- WHAT YOU HAVE TO DO -
Go through the data below and copy each line that includes "SummaryListItem".

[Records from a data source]
-=-=-

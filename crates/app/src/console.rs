//! Line-oriented terminal front end: command parsing and plain-text rendering.

use std::fmt::{self, Write as _};
use std::str::FromStr;

use quiz_core::time::format_countdown;
use services::{AttemptView, QuizListItem, ResultView, SummaryListItem};

/// One line of user input.
#[derive(Debug, Clone, Copy, PartialEq, Eq)]
pub enum Command {
    Start,
    Next,
    Previous,
    /// 1-based question number as typed.
    GoTo(usize),
    /// 1-based option number as typed.
    Answer(usize),
    Camera,
    Acknowledge,
    Show,
    Finish,
    Help,
    Quit,
}

#[derive(Debug, Clone, PartialEq, Eq)]
pub enum CommandError {
    Empty,
    Unknown(String),
    MissingNumber { command: &'static str },
    InvalidNumber { raw: String },
}

impl fmt::Display for CommandError {
    fn fmt(&self, f: &mut fmt::Formatter<'_>) -> fmt::Result {
        match self {
            CommandError::Empty => write!(f, "type a command, or `help`"),
            CommandError::Unknown(raw) => write!(f, "unknown command: {raw}"),
            CommandError::MissingNumber { command } => write!(f, "{command} requires a number"),
            CommandError::InvalidNumber { raw } => write!(f, "not a number from 1 upwards: {raw}"),
        }
    }
}

impl std::error::Error for CommandError {}

fn parse_number(raw: Option<&str>, command: &'static str) -> Result<usize, CommandError> {
    let raw = raw.ok_or(CommandError::MissingNumber { command })?;
    match raw.parse::<usize>() {
        Ok(value) if value > 0 => Ok(value),
        _ => Err(CommandError::InvalidNumber { raw: raw.to_owned() }),
    }
}

impl FromStr for Command {
    type Err = CommandError;

    fn from_str(line: &str) -> Result<Self, Self::Err> {
        let mut parts = line.split_whitespace();
        let Some(head) = parts.next() else {
            return Err(CommandError::Empty);
        };
        let command = match head.to_ascii_lowercase().as_str() {
            "start" | "s" => Command::Start,
            "next" | "n" => Command::Next,
            "prev" | "previous" | "p" => Command::Previous,
            "goto" | "g" => Command::GoTo(parse_number(parts.next(), "goto")?),
            "answer" | "a" => Command::Answer(parse_number(parts.next(), "answer")?),
            "camera" | "c" => Command::Camera,
            "ack" | "ok" => Command::Acknowledge,
            "show" => Command::Show,
            "finish" | "submit" => Command::Finish,
            "help" | "h" | "?" => Command::Help,
            "quit" | "q" | "exit" => Command::Quit,
            _ => return Err(CommandError::Unknown(head.to_owned())),
        };
        Ok(command)
    }
}

pub const HELP: &str = "\
Commands:
  start            begin the attempt (camera must be on for proctored quizzes)
  next | prev      move between questions
  goto <n>         jump to question n
  answer <n>       choose option n for the current question
  camera           toggle the proctoring camera
  ack              dismiss the proctoring warning
  show             redraw the current question
  finish           submit the attempt
  quit             leave without submitting";

#[must_use]
pub fn render_catalogue(items: &[QuizListItem]) -> String {
    let mut out = String::from("Available quizzes:\n");
    for item in items {
        let _ = writeln!(
            out,
            "  [{}] {} ({} questions, {} min, pass {}%{})",
            item.id,
            item.title,
            item.question_count,
            item.duration_secs / 60,
            item.passing_threshold,
            if item.proctored { ", proctored" } else { "" }
        );
    }
    out
}

#[must_use]
pub fn render_intro(item: &QuizListItem, camera_enabled: bool) -> String {
    let mut out = String::new();
    let _ = writeln!(out, "{}", item.title);
    if !item.description.is_empty() {
        let _ = writeln!(out, "{}", item.description);
    }
    let _ = writeln!(
        out,
        "{} questions, {} to complete, {}% to pass.",
        item.question_count,
        format_countdown(item.duration_secs),
        item.passing_threshold
    );
    if let Some(until) = item.available_until {
        let _ = writeln!(out, "Open until {}.", until.format("%Y-%m-%d %H:%M UTC"));
    }
    if let Some(allowed) = item.attempts_allowed {
        let _ = writeln!(out, "Attempts allowed: {allowed}.");
    }
    if item.proctored {
        let _ = writeln!(
            out,
            "This quiz is proctored. Camera: {}.",
            if camera_enabled { "on" } else { "off" }
        );
    }
    out.push_str("Type `start` to begin or `help` for commands.");
    out
}

#[must_use]
pub fn render_question(view: &AttemptView) -> String {
    let mut out = String::new();
    let _ = writeln!(
        out,
        "[{}{}] question {}/{}  answered {}/{} ({:.0}%)  camera {}",
        format_countdown(view.remaining_secs),
        if view.time_low { " LOW" } else { "" },
        view.question_number,
        view.total_questions,
        view.answered_count,
        view.total_questions,
        view.progress_percent,
        if view.camera_enabled { "on" } else { "off" },
    );
    let _ = writeln!(out, "{}", view.question_text);
    for option in &view.options {
        let marker = if option.selected { '*' } else { ' ' };
        let _ = writeln!(out, " {marker} {}. {}", option.index + 1, option.label);
    }
    let navigator: Vec<String> = view
        .navigator
        .iter()
        .map(|item| {
            let number = item.index + 1;
            match (item.current, item.answered) {
                (true, _) => format!("[{number}]"),
                (false, true) => format!("{number}+"),
                (false, false) => number.to_string(),
            }
        })
        .collect();
    let _ = write!(out, "Questions: {}", navigator.join(" "));
    if let Some(warning) = &view.pending_warning {
        let _ = write!(out, "\n! {warning} (type `ack` to dismiss)");
    }
    out
}

#[must_use]
pub fn render_result(view: &ResultView) -> String {
    let mut out = String::new();
    let _ = writeln!(out, "{}: {}%", view.quiz_title, view.score_percent);
    let _ = writeln!(
        out,
        "{} of {} correct, {} answered, time taken {}.",
        view.correct,
        view.total_questions,
        view.answered,
        format_countdown(view.time_taken_secs)
    );
    if view.auto_submitted {
        let _ = writeln!(out, "Time ran out; the attempt was submitted automatically.");
    }
    let verdict = if view.passed {
        "Passed"
    } else {
        "Not passed"
    };
    let _ = write!(out, "{verdict} (pass mark {}%).", view.passing_threshold);
    out
}

#[must_use]
pub fn render_history(items: &[SummaryListItem]) -> String {
    let mut out = String::from("Recent results:");
    for item in items {
        let _ = write!(
            out,
            "\n  #{} {} {}% ({}/{}){}",
            item.id,
            item.completed_at.format("%Y-%m-%d %H:%M"),
            item.score_percent,
            item.correct,
            item.total,
            if item.passed { " passed" } else { "" }
        );
    }
    out
}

-=-=-

- OUTPUT FOR THIS TASK -
use services::{AttemptView, QuizListItem, ResultView, SummaryListItem};
pub fn render_history(items: &[SummaryListItem]) -> String {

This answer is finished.